Thanks for bearing with me. Yes, the label is set beforehand, also the status-plugin writes the interface status correctly to /vnf-agent/node1. With INITIAL_LOGLVL=debug the output is as follows:

node1_1  | 2018-09-18 07:46:22,851 DEBG 'agent' stdout output:
node1_1  | time="2018-09-18 07:46:22.85175" level=debug msg="Start processing change for key: vpp/config/v1/interface/eth0" loc="vpp/data_change.go(41)" logger=vpp
node1_1  |
node1_1  | 2018-09-18 07:46:22,852 DEBG 'agent' stdout output:
node1_1  | time="2018-09-18 07:46:22.85193" level=debug msg="dataChangeIface false Put name:\"host-eth0\" type:AF_PACKET_INTERFACE enabled:true phys_address:\"00:00:00:00:12:10\" mtu:1500 ip_addresses:\"fd12::10/64\" afpacket:<host_if_name:\"eth0\" >  " loc="vpp/data_change.go(396)" logger=vpp
node1_1  | time="2018-09-18 07:46:22.85201" level=info msg="Configuring new interface host-eth0" loc="ifplugin/interface_config.go(210)" logger=vpp-if-conf
node1_1  | time="2018-09-18 07:46:22.85206" level=debug msg="Afpacket interface with name host-eth0 added to cache (hostIf: eth0, pending: true)" loc="ifplugin/afpacket_config.go(218)" logger=vpp-if-conf
node1_1  |
node1_1  | 2018-09-18 07:46:22,853 DEBG 'agent' stdout output:
node1_1  | time="2018-09-18 07:46:22.85303" level=debug msg="interface name:\"host-eth0\" type:AF_PACKET_INTERFACE enabled:true phys_address:\"00:00:00:00:12:10\" mtu:1500 ip_addresses:\"fd12::10/64\" afpacket:<host_if_name:\"eth0\" >  cannot be created yet and will be configured later" loc="ifplugin/interface_config.go(245)" logger=vpp-if-conf
node1_1  |
node1_1  | 2018-09-18 07:46:25,758 DEBG 'agent' stdout output:
node1_1  | time="2018-09-18 07:46:25.75803" level=debug msg="message sent: ProducerMessage - Topic: if_state, Key: vpp/status/v1/interface/local0, Value: {\"name\":\"local0\",\"internal_name\":\"local0\",\"admin_status\":2,\"oper_status\":2,\"statistics\":{}}, Meta: unexpected type <nil>, Offset: 74, Partition: 0\n" loc="client/syncproducer.go(180)" logger=kafka
node1_1  |
node1_1  | 2018-09-18 07:46:35,750 DEBG 'agent' stdout output:
node1_1  | time="2018-09-18 07:46:35.75025" level=debug msg="message sent: ProducerMessage - Topic: if_state, Key: vpp/status/v1/interface/local0, Value: {\"name\":\"local0\",\"internal_name\":\"local0\",\"admin_status\":2,\"oper_status\":2,\"statistics\":{}}, Meta: unexpected type <nil>, Offset: 75, Partition: 0\n" loc="client/syncproducer.go(180)" logger=kafka
node1_1  |

and for reference:

$ etcdctl get "" --prefix
/vnf-agent/node1/vpp/config/v1/interface/eth0
{
    "afpacket": {
        "host_if_name": "eth0"
    },
    "enabled": true,
    "mtu": 1500,
    "ip_addresses": [
        "fd12::10/64"
    ],
    "name": "host-eth0",
    "phys_address": "00:00:00:00:12:10",
    "type": 4
}

/vnf-agent/node1/vpp/status/v1/interface/local0
{"name":"local0","internal_name":"local0","admin_status":2,"oper_status":2,"statistics":{}}

on another note I tried creating a TAP interface too using etcd

{
    "tap": {
        "host_if_name": "vpp"
    },
    "enabled": true,
    "mtu": 1500,
    "ip_addresses": [
        "fd10::10/64"
    ],
    "name": "tapcli-0",
    "phys_address": "00:00:00:00:10:10",
    "type": 3
}

This actually works fine, so might be something specific to af-packet.
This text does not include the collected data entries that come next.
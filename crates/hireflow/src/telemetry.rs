use crate::config::TelemetryConfig;
use std::fmt;
use tracing_subscriber::filter::ParseError;
use tracing_subscriber::EnvFilter;

/// Directives appended under the configured level so the HTTP stack's
/// per-connection chatter stays out of recruiting logs unless `RUST_LOG`
/// explicitly asks for it.
const QUIET_DEPENDENCIES: &[&str] = &["hyper=warn", "mio=warn", "tower=warn"];

#[derive(Debug)]
pub enum TelemetryError {
    EnvFilter { value: String, source: ParseError },
    Subscriber(Box<dyn std::error::Error + Send + Sync>),
}

impl fmt::Display for TelemetryError {
    fn fmt(&self, f: &mut fmt::Formatter<'_>) -> fmt::Result {
        match self {
            TelemetryError::EnvFilter { value, .. } => {
                write!(f, "invalid log level/filter '{value}': unable to build EnvFilter")
            }
            TelemetryError::Subscriber(err) => write!(f, "telemetry error: {err}"),
        }
    }
}

impl std::error::Error for TelemetryError {
    fn source(&self) -> Option<&(dyn std::error::Error + 'static)> {
        match self {
            TelemetryError::EnvFilter { source, .. } => Some(source),
            TelemetryError::Subscriber(err) => Some(&**err),
        }
    }
}

/// `RUST_LOG` wins verbatim; otherwise the configured level applies to this
/// workspace's crates with noisy dependencies capped at `warn`.
fn build_env_filter(config: &TelemetryConfig) -> Result<EnvFilter, TelemetryError> {
    if let Ok(filter) = EnvFilter::try_from_default_env() {
        return Ok(filter);
    }
    fallback_filter(config)
}

fn fallback_filter(config: &TelemetryConfig) -> Result<EnvFilter, TelemetryError> {
    let spec = std::iter::once(config.log_level.as_str())
        .chain(QUIET_DEPENDENCIES.iter().copied())
        .collect::<Vec<_>>()
        .join(",");
    EnvFilter::try_new(&spec).map_err(|source| TelemetryError::EnvFilter { value: spec, source })
}

/// Install the global subscriber.
pub fn init(config: &TelemetryConfig) -> Result<(), TelemetryError> {
    let env_filter = build_env_filter(config)?;

    tracing_subscriber::fmt()
        .with_env_filter(env_filter)
        .with_target(false)
        .compact()
        .with_ansi(false)
        .try_init()
        .map_err(TelemetryError::Subscriber)
}
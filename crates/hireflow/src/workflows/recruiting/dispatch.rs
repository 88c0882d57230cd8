//! Outbound calls to the external evaluator.
//!
//! Submission forwarding is fire-and-forget: a bounded queue with a single
//! worker that retries with backoff and ultimately drops, never surfacing
//! failure to the submitting client. Criteria training at posting creation is
//! the opposite, a synchronous call whose timeout fails the creation.

use std::sync::Arc;
use std::time::Duration;

use async_trait::async_trait;
use tokio::sync::mpsc;
use tokio::task::JoinHandle;
use tracing::{error, info, warn};

use super::payload::{ApplicationForwarded, CriteriaExport};

/// Seam to the external evaluator service.
#[async_trait]
pub trait EvaluatorClient: Send + Sync {
    /// Forward a freshly submitted application for later scoring.
    async fn submit_application(&self, payload: &ApplicationForwarded)
        -> Result<(), EvaluatorError>;

    /// Teach the evaluator a posting's grading rubric.
    async fn train_criteria(&self, export: &CriteriaExport) -> Result<(), EvaluatorError>;
}

#[derive(Debug, thiserror::Error)]
pub enum EvaluatorError {
    #[error("evaluator call timed out")]
    Timeout,
    #[error("evaluator transport failure: {0}")]
    Transport(String),
    #[error("evaluator rejected the request: {0}")]
    Rejected(String),
}

/// Retry/backoff policy for the forwarding worker.
#[derive(Debug, Clone)]
pub struct ForwardingPolicy {
    pub queue_capacity: usize,
    pub call_timeout: Duration,
    pub max_attempts: u32,
    pub backoff_base: Duration,
}

impl Default for ForwardingPolicy {
    fn default() -> Self {
        Self {
            queue_capacity: 256,
            call_timeout: Duration::from_secs(10),
            max_attempts: 3,
            backoff_base: Duration::from_millis(500),
        }
    }
}

/// Handle for enqueueing submission forwardings. Cheap to clone.
#[derive(Clone)]
pub struct ForwardingQueue {
    tx: mpsc::Sender<ApplicationForwarded>,
}

impl ForwardingQueue {
    /// Spawn the worker task and return the enqueue handle alongside it.
    pub fn spawn<C>(client: Arc<C>, policy: ForwardingPolicy) -> (Self, JoinHandle<()>)
    where
        C: EvaluatorClient + 'static,
    {
        let (tx, rx) = mpsc::channel(policy.queue_capacity.max(1));
        let handle = tokio::spawn(forwarding_worker(client, policy, rx));
        (Self { tx }, handle)
    }

    /// Enqueue without blocking. A full or closed queue is logged and the
    /// payload dropped; submission must never wait on the evaluator.
    pub fn enqueue(&self, payload: ApplicationForwarded) {
        let application_id = payload.application_id;
        match self.tx.try_send(payload) {
            Ok(()) => {}
            Err(mpsc::error::TrySendError::Full(_)) => {
                warn!(%application_id, "forwarding queue full, dropping submission forwarding");
            }
            Err(mpsc::error::TrySendError::Closed(_)) => {
                warn!(%application_id, "forwarding worker gone, dropping submission forwarding");
            }
        }
    }
}

async fn forwarding_worker<C>(
    client: Arc<C>,
    policy: ForwardingPolicy,
    mut rx: mpsc::Receiver<ApplicationForwarded>,
) where
    C: EvaluatorClient,
{
    while let Some(payload) = rx.recv().await {
        let application_id = payload.application_id;
        let mut attempt = 0u32;
        loop {
            attempt += 1;
            let call = client.submit_application(&payload);
            let outcome = match tokio::time::timeout(policy.call_timeout, call).await {
                Ok(result) => result,
                Err(_) => Err(EvaluatorError::Timeout),
            };

            match outcome {
                Ok(()) => {
                    info!(%application_id, attempt, "forwarded submission to evaluator");
                    break;
                }
                Err(err) if attempt < policy.max_attempts => {
                    let delay = policy.backoff_base * 2u32.saturating_pow(attempt - 1);
                    warn!(
                        %application_id,
                        attempt,
                        error = %err,
                        delay_ms = delay.as_millis() as u64,
                        "submission forwarding failed, retrying"
                    );
                    tokio::time::sleep(delay).await;
                }
                Err(err) => {
                    // Fire-and-forget contract: log with enough context for
                    // manual reconciliation, then drop.
                    error!(
                        %application_id,
                        attempts = attempt,
                        error = %err,
                        "submission forwarding exhausted retries, dropping"
                    );
                    break;
                }
            }
        }
    }
}

/// Run a training call under the configured bound, mapping elapsed timeouts to
/// [`EvaluatorError::Timeout`] so posting creation can surface them.
pub async fn train_with_timeout<C>(
    client: &C,
    export: &CriteriaExport,
    timeout: Duration,
) -> Result<(), EvaluatorError>
where
    C: EvaluatorClient + ?Sized,
{
    match tokio::time::timeout(timeout, client.train_criteria(export)).await {
        Ok(result) => result,
        Err(_) => Err(EvaluatorError::Timeout),
    }
}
VladoLavor commented 6 years ago

@sbyx so we have found what's the issue and it was actually on our side. I tried the setup locally, not in docker container - that's the reason it worked for me.

eth0 interface in the docker container is no longer and eth type, but a veth - and I didn't realize that the veth-type interfaces are not registered automatically as other types. The reason was that it is not always possible to easily find the other end.

I talked briefly with @ondrej-fabry and we suppose that it should not cause any harm allowing it, so we removed this restriction in our dev branch (pantheon-dev). If I may kindly ask you to try your setup with latest pantheon-dev branch (we expect it to be currently stable) and let us know whether it worked.

You can optionally use our docker image: ligato/vpp-agent:pantheon-dev

sbyx commented 6 years ago

Confirmed fixed (tested using docker image above). Thanks a ton guys!